ApacheCon NA 2013

Portland, Oregon

February 26th – 28th, 2013

Register Now!

Tuesday 5:15 p.m.–6 p.m.

Hadoop and HBase on the Cloud: A Case Study on Performance and Isolation.

Konstantin Shvachko, Jagane Sundar

Cloud Crowd
Audience level:


Cloud infrastructure is a flexible tool to orchestrate multiple Hadoop and HBase clusters, which provides strict isolation of data and compute resources for multiple customers. Most importantly our benchmarks show that virtualized environment allows for higher average utilization of per-node resources.


Hadoop in general and HBase in particular are known to be low CPU usage systems. Specific workload patterns and internal restrictions usually do not allow boosting the CPU usage to its maximum if a single instance of HBase server software is assigned to each node. We ran a series of benchmarks on a cluster built of virtual machines, where a RegionServer is assigned to a single VM so that multiple RegionServers run on a single physical node but are isolated from each other by VM containers. The benchmarks are based on DFSIO (with random reads – a newly introduced functionality) for Hadoop and YCSB for HBase. We analyzed the performance of the cluster for various mixes of read / write workloads and cluster configurations.
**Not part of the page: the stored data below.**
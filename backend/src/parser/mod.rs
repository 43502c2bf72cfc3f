//! Table loader for CSV and spreadsheet uploads.
//!
//! CSV bytes go through encoding auto-detection before parsing; `.xlsx` and
//! `.xls` workbooks are read from their first sheet only. Both paths share the
//! same header and type-inference rules (see [`Column::infer`]).

use calamine::{Data, ExcelDateTime, Range, Reader, Xls, Xlsx};
use chrono::Timelike;
use serde::{Deserialize, Serialize};
use std::fmt;
use std::io::Cursor;
use std::path::Path;

use crate::error::{LoadError, LoadResult};
use crate::models::{Column, RawCell, Table};

/// Supported input formats.
#[derive(Debug, Clone, Copy, PartialEq, Eq, Serialize, Deserialize)]
#[serde(rename_all = "lowercase")]
pub enum InputFormat {
    Csv,
    Xlsx,
    Xls,
}

impl InputFormat {
    /// Resolve a declared extension such as `.CSV`, `xlsx` or `.xls`.
    pub fn from_extension(extension: &str) -> LoadResult<Self> {
        let normalized = extension.trim().trim_start_matches('.').to_lowercase();
        match normalized.as_str() {
            "csv" => Ok(Self::Csv),
            "xlsx" => Ok(Self::Xlsx),
            "xls" => Ok(Self::Xls),
            _ => Err(LoadError::UnsupportedFormat(format!(".{}", normalized))),
        }
    }

    /// Resolve the format from a file name's extension.
    pub fn from_file_name(file_name: &str) -> LoadResult<Self> {
        let extension = Path::new(file_name)
            .extension()
            .and_then(|e| e.to_str())
            .unwrap_or("");
        Self::from_extension(extension)
    }
}

impl fmt::Display for InputFormat {
    fn fmt(&self, f: &mut fmt::Formatter<'_>) -> fmt::Result {
        match self {
            InputFormat::Csv => f.write_str("csv"),
            InputFormat::Xlsx => f.write_str("xlsx"),
            InputFormat::Xls => f.write_str("xls"),
        }
    }
}

/// Load a table from bytes and a declared extension.
///
/// # Example
/// ```ignore
/// use tabclean::parser::load;
///
/// let table = load(b"a,b\n1,2\n", ".csv").unwrap();
/// assert_eq!(table.row_count(), 1);
/// ```
pub fn load(bytes: &[u8], declared_extension: &str) -> LoadResult<Table> {
    match InputFormat::from_extension(declared_extension)? {
        InputFormat::Csv => load_csv(bytes),
        InputFormat::Xlsx => load_xlsx(bytes),
        InputFormat::Xls => load_xls(bytes),
    }
}

/// Load a table from bytes, taking the extension from `file_name`.
pub fn load_named(file_name: &str, bytes: &[u8]) -> LoadResult<Table> {
    match InputFormat::from_file_name(file_name)? {
        InputFormat::Csv => load_csv(bytes),
        InputFormat::Xlsx => load_xlsx(bytes),
        InputFormat::Xls => load_xls(bytes),
    }
}

/// Read a file from disk and load it.
pub fn load_path<P: AsRef<Path>>(path: P) -> LoadResult<Table> {
    let path = path.as_ref();
    // Reject unknown extensions before touching the disk
    InputFormat::from_file_name(&path.to_string_lossy())?;
    let bytes = std::fs::read(path)?;
    load_named(&path.to_string_lossy(), &bytes)
}

// =============================================================================
// CSV
// =============================================================================

/// Detect the encoding of raw bytes using chardet
pub fn detect_encoding(bytes: &[u8]) -> String {
    let result = chardet::detect(bytes);
    let charset = result.0;

    // Normalize charset names
    match charset.to_lowercase().as_str() {
        "ascii" | "utf-8" | "utf8" | "" => "utf-8".to_string(),
        "iso-8859-1" | "iso-8859-15" | "latin-1" | "latin1" => "iso-8859-1".to_string(),
        "windows-1252" | "cp1252" => "windows-1252".to_string(),
        other => other.to_string(),
    }
}

/// Decode bytes to a string using the detected encoding label.
///
/// Valid UTF-8 always wins; unknown labels fall back to lossy UTF-8.
pub fn decode_content(bytes: &[u8], encoding: &str) -> String {
    let text = match std::str::from_utf8(bytes) {
        Ok(s) => s.to_string(),
        Err(_) => match encoding_rs::Encoding::for_label(encoding.as_bytes()) {
            Some(enc) => enc.decode(bytes).0.into_owned(),
            None => String::from_utf8_lossy(bytes).into_owned(),
        },
    };
    text.trim_start_matches('\u{feff}').to_string()
}

/// Parse comma-delimited bytes; the first record is the header.
pub fn load_csv(bytes: &[u8]) -> LoadResult<Table> {
    if bytes.iter().all(u8::is_ascii_whitespace) {
        return Err(LoadError::MalformedInput("file is empty".into()));
    }

    let encoding = detect_encoding(bytes);
    let content = decode_content(bytes, &encoding);

    let mut reader = csv::ReaderBuilder::new()
        .delimiter(b',')
        .has_headers(true)
        .flexible(true)
        .trim(csv::Trim::All)
        .from_reader(content.as_bytes());

    let header_record = reader
        .headers()
        .map_err(|e| LoadError::MalformedInput(format!("cannot read header: {}", e)))?
        .clone();
    if header_record.is_empty() {
        return Err(LoadError::MalformedInput("no header row".into()));
    }
    let headers = normalize_headers(header_record.iter().map(str::to_string).collect());

    let mut raw_columns: Vec<Vec<RawCell>> = vec![Vec::new(); headers.len()];
    for (idx, result) in reader.records().enumerate() {
        let record = result.map_err(|e| LoadError::MalformedInput(e.to_string()))?;
        let line = record
            .position()
            .map(|p| p.line())
            .unwrap_or(idx as u64 + 2);

        // A whitespace-only line in a multi-column file; in a single-column
        // file the same record is a row with one missing cell.
        if headers.len() > 1 && record.len() == 1 && record[0].is_empty() {
            continue;
        }
        if record.len() > headers.len() {
            return Err(LoadError::MalformedInput(format!(
                "line {}: expected {} fields, saw {}",
                line,
                headers.len(),
                record.len()
            )));
        }

        for (col, cells) in raw_columns.iter_mut().enumerate() {
            let cell = record.get(col).map(RawCell::from_text).unwrap_or(RawCell::Missing);
            cells.push(cell);
        }
    }

    build_table(headers, raw_columns)
}

// =============================================================================
// Spreadsheets
// =============================================================================

/// Read the first sheet of an `.xlsx` workbook.
pub fn load_xlsx(bytes: &[u8]) -> LoadResult<Table> {
    let workbook: Xlsx<_> = Xlsx::new(Cursor::new(bytes))
        .map_err(|e| LoadError::MalformedInput(format!("cannot open workbook: {}", e)))?;
    load_first_sheet(workbook)
}

/// Read the first sheet of a legacy `.xls` workbook.
pub fn load_xls(bytes: &[u8]) -> LoadResult<Table> {
    let workbook: Xls<_> = Xls::new(Cursor::new(bytes))
        .map_err(|e| LoadError::MalformedInput(format!("cannot open workbook: {}", e)))?;
    load_first_sheet(workbook)
}

fn load_first_sheet<RS, R>(mut workbook: R) -> LoadResult<Table>
where
    RS: std::io::Read + std::io::Seek,
    R: Reader<RS>,
    R::Error: fmt::Display,
{
    let range = workbook
        .worksheet_range_at(0)
        .ok_or_else(|| LoadError::MalformedInput("workbook has no sheets".into()))?
        .map_err(|e| LoadError::MalformedInput(format!("cannot read first sheet: {}", e)))?;
    table_from_range(&range)
}

fn table_from_range(range: &Range<Data>) -> LoadResult<Table> {
    let mut rows = range.rows();
    let header_row = rows
        .next()
        .ok_or_else(|| LoadError::MalformedInput("first sheet is empty".into()))?;
    let headers = normalize_headers(header_row.iter().map(header_text).collect());

    let mut raw_columns: Vec<Vec<RawCell>> = vec![Vec::new(); headers.len()];
    for row in rows {
        if row.iter().all(|c| matches!(c, Data::Empty)) {
            continue;
        }
        for (col, cells) in raw_columns.iter_mut().enumerate() {
            cells.push(row.get(col).map(raw_from_data).unwrap_or(RawCell::Missing));
        }
    }

    build_table(headers, raw_columns)
}

fn header_text(cell: &Data) -> String {
    match cell {
        Data::Empty => String::new(),
        Data::Float(f) => crate::models::Cell::Number(*f).to_string(),
        other => other.to_string().trim().to_string(),
    }
}

fn raw_from_data(cell: &Data) -> RawCell {
    match cell {
        Data::Empty | Data::Error(_) => RawCell::Missing,
        Data::Int(i) => RawCell::Number(*i as f64),
        Data::Float(f) => RawCell::Number(*f),
        Data::String(s) => RawCell::from_text(s.trim()),
        Data::Bool(b) => RawCell::Text(b.to_string()),
        Data::DateTime(dt) => date_text(dt).map(RawCell::Text).unwrap_or(RawCell::Missing),
        Data::DateTimeIso(s) | Data::DurationIso(s) => RawCell::Text(s.clone()),
    }
}

/// ISO 8601 rendering of a date cell; the raw serial would infer as a number.
fn date_text(dt: &ExcelDateTime) -> Option<String> {
    if dt.is_duration() {
        return dt.as_duration().map(|d| d.to_string());
    }
    let datetime = dt.as_datetime()?;
    if datetime.num_seconds_from_midnight() == 0 && datetime.nanosecond() == 0 {
        Some(datetime.format("%Y-%m-%d").to_string())
    } else {
        Some(datetime.format("%Y-%m-%dT%H:%M:%S").to_string())
    }
}

// =============================================================================
// Shared helpers
// =============================================================================

/// Give blank headers a positional name and make repeated names unique.
pub fn normalize_headers(raw: Vec<String>) -> Vec<String> {
    let mut out: Vec<String> = Vec::with_capacity(raw.len());
    for (idx, name) in raw.into_iter().enumerate() {
        let base = if name.trim().is_empty() {
            format!("Unnamed: {}", idx)
        } else {
            name.trim().to_string()
        };

        let mut candidate = base.clone();
        let mut suffix = 1;
        while out.contains(&candidate) {
            candidate = format!("{}.{}", base, suffix);
            suffix += 1;
        }
        out.push(candidate);
    }
    out
}

fn build_table(headers: Vec<String>, raw_columns: Vec<Vec<RawCell>>) -> LoadResult<Table> {
    let columns = headers
        .into_iter()
        .zip(raw_columns)
        .map(|(name, raw)| Column::infer(name, raw))
        .collect();
    Ok(Table::new(columns)?)
}
//! tabclean CLI - Load, clean and export CSV / spreadsheet tables
//!
//! # Main Commands
//!
//! ```bash
//! tabclean inspect data.csv                     # Columns, types and preview
//! tabclean clean data.xlsx --op dedup --op fill-missing --format csv
//! tabclean batch a.csv b.xlsx --op normalize=price --out-dir out/
//! tabclean serve                                # Start HTTP server (port 3000)
//! tabclean operations                           # Show available operations
//! ```

use clap::{Parser, Subcommand, ValueEnum};
use std::fs;
use std::path::{Path, PathBuf};
use tabclean::{
    api::types::{column_infos, rows_json},
    chart_series, export_artifact, load_path, operations_description, process_batch, run,
    AppConfig, ExportFormat, InputFile, Operation, PipelineOptions, Table,
};

#[derive(Parser)]
#[command(name = "tabclean")]
#[command(about = "Load, clean and export CSV and spreadsheet tables", long_about = None)]
struct Cli {
    #[command(subcommand)]
    command: Commands,
}

#[derive(Clone, Copy, ValueEnum)]
enum FormatArg {
    Csv,
    Xlsx,
}

impl From<FormatArg> for ExportFormat {
    fn from(arg: FormatArg) -> Self {
        match arg {
            FormatArg::Csv => ExportFormat::Csv,
            FormatArg::Xlsx => ExportFormat::Xlsx,
        }
    }
}

#[derive(Subcommand)]
enum Commands {
    /// Show columns, inferred types and the first rows of a file
    Inspect {
        /// Input file (.csv, .xlsx, .xls)
        input: PathBuf,

        /// Number of preview rows (default: TABCLEAN_PREVIEW_ROWS or 5)
        #[arg(short, long)]
        rows: Option<usize>,

        /// Also print chart data for the first two numeric columns
        #[arg(long)]
        chart: bool,
    },

    /// Apply operations to one file and export the result
    Clean {
        /// Input file (.csv, .xlsx, .xls)
        input: PathBuf,

        /// Operation to apply, repeatable and applied in order
        /// (dedup, fill-missing, normalize=col1,col2)
        #[arg(short = 'p', long = "op")]
        operations: Vec<Operation>,

        /// Export format
        #[arg(short, long, value_enum, default_value = "csv")]
        format: FormatArg,

        /// Output file (default: stdout for CSV, <input>.xlsx for XLSX)
        #[arg(short, long)]
        output: Option<PathBuf>,
    },

    /// Apply operations to several files; failures do not stop the batch
    Batch {
        /// Input files
        #[arg(required = true)]
        inputs: Vec<PathBuf>,

        /// Operation to apply, repeatable and applied in order
        #[arg(short = 'p', long = "op")]
        operations: Vec<Operation>,

        /// Export format
        #[arg(short, long, value_enum, default_value = "csv")]
        format: FormatArg,

        /// Directory for exported files
        #[arg(short, long, default_value = ".")]
        out_dir: PathBuf,
    },

    /// Show available operations
    Operations,

    /// Start HTTP server
    Serve {
        /// Port to listen on (default: TABCLEAN_PORT or 3000)
        #[arg(short, long)]
        port: Option<u16>,
    },
}

#[tokio::main]
async fn main() {
    // Load .env file (if present)
    dotenvy::dotenv().ok();
    let config = AppConfig::from_env();

    let cli = Cli::parse();

    let result = match cli.command {
        Commands::Inspect { input, rows, chart } => {
            cmd_inspect(&input, rows.unwrap_or(config.preview_rows), chart)
        }

        Commands::Clean {
            input,
            operations,
            format,
            output,
        } => cmd_clean(&input, &operations, format.into(), output.as_deref()),

        Commands::Batch {
            inputs,
            operations,
            format,
            out_dir,
        } => cmd_batch(&inputs, operations, format.into(), &out_dir, config.preview_rows),

        Commands::Operations => {
            println!("{}", operations_description());
            Ok(())
        }

        Commands::Serve { port } => {
            let config = AppConfig {
                port: port.unwrap_or(config.port),
                ..config
            };
            tabclean::server::start_server(config).await
        }
    };

    if let Err(e) = result {
        eprintln!("❌ Error: {}", e);
        std::process::exit(1);
    }
}

fn cmd_inspect(input: &Path, rows: usize, chart: bool) -> Result<(), Box<dyn std::error::Error>> {
    eprintln!("📄 Inspecting: {}", input.display());

    let table = load_path(input)?;
    eprintln!("   Rows: {}", table.row_count());
    eprintln!("   Columns:");
    for info in column_infos(&table) {
        eprintln!("     - {} ({}, {} missing)", info.name, info.kind, info.missing);
    }

    print_preview(&table.head(rows));

    if chart {
        let data = chart_series(&table);
        println!("{}", serde_json::to_string_pretty(&data)?);
    }

    Ok(())
}

fn cmd_clean(
    input: &Path,
    operations: &[Operation],
    format: ExportFormat,
    output: Option<&Path>,
) -> Result<(), Box<dyn std::error::Error>> {
    eprintln!("📄 Processing: {}", input.display());

    let table = load_path(input)?;
    let result = run(&table, operations);

    eprintln!(
        "\n⚙️  {} operation(s) applied, {} failed, {} rows remaining",
        result.log.len(),
        result.failures.len(),
        result.table.row_count()
    );

    let original = file_name(input);
    let artifact = export_artifact(&result.table, format, &original)?;

    match (output, format) {
        (Some(path), _) => {
            fs::write(path, &artifact.bytes)?;
            eprintln!("💾 Output written to: {}", path.display());
        }
        (None, ExportFormat::Csv) => {
            print!("{}", String::from_utf8_lossy(&artifact.bytes));
        }
        (None, ExportFormat::Xlsx) => {
            let path = input
                .parent()
                .unwrap_or_else(|| Path::new("."))
                .join(&artifact.file_name);
            fs::write(&path, &artifact.bytes)?;
            eprintln!("💾 Output written to: {}", path.display());
        }
    }

    Ok(())
}

fn cmd_batch(
    inputs: &[PathBuf],
    operations: Vec<Operation>,
    format: ExportFormat,
    out_dir: &Path,
    preview_rows: usize,
) -> Result<(), Box<dyn std::error::Error>> {
    eprintln!("📦 Batch: {} file(s)", inputs.len());

    let mut files = Vec::with_capacity(inputs.len());
    let mut read_failures = 0;
    for path in inputs {
        match fs::read(path) {
            Ok(bytes) => files.push(InputFile::new(file_name(path), bytes)),
            Err(e) => {
                read_failures += 1;
                eprintln!("   ❌ {}: {}", path.display(), e);
            }
        }
    }

    let options = PipelineOptions {
        operations,
        preview_rows,
        export: Some(format),
    };
    let report = process_batch(&files, &options);

    fs::create_dir_all(out_dir)?;
    for outcome in report.succeeded() {
        if let Some(ref artifact) = outcome.export {
            let path = out_dir.join(&artifact.file_name);
            fs::write(&path, &artifact.bytes)?;
            eprintln!(
                "   ✅ {} → {} ({} rows)",
                outcome.file_name,
                path.display(),
                outcome.run.table.row_count()
            );
        }
        for failure in &outcome.run.failures {
            eprintln!("      ⚠️  {}: {}", failure.operation, failure.message);
        }
    }
    for error in report.failed() {
        eprintln!("   ❌ {}", error);
    }

    let failed = report.failed().count() + read_failures;
    eprintln!(
        "\n📊 Results: {} succeeded, {} failed",
        report.succeeded().count(),
        failed
    );

    if failed > 0 {
        return Err(format!("{} file(s) failed", failed).into());
    }
    Ok(())
}

fn file_name(path: &Path) -> String {
    path.file_name()
        .and_then(|s| s.to_str())
        .unwrap_or("export")
        .to_string()
}

fn print_preview(table: &Table) {
    println!("{}", table.column_names().join("\t"));
    for row in rows_json(table) {
        let cells: Vec<String> = row
            .iter()
            .map(|v| match v {
                serde_json::Value::Null => String::new(),
                serde_json::Value::String(s) => s.clone(),
                other => other.to_string(),
            })
            .collect();
        println!("{}", cells.join("\t"));
    }
}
The presentation will report the main results and discuss the conclusions. We argue that virtualized environment allows to increase average node utilization and stresses the system with more load. Cloud infrastructure is also a flexible tool to orchestrate a pool of (virtual) clusters, which provide strict isolation of data and computational resources for a community of customers based on individual security and performance requirements.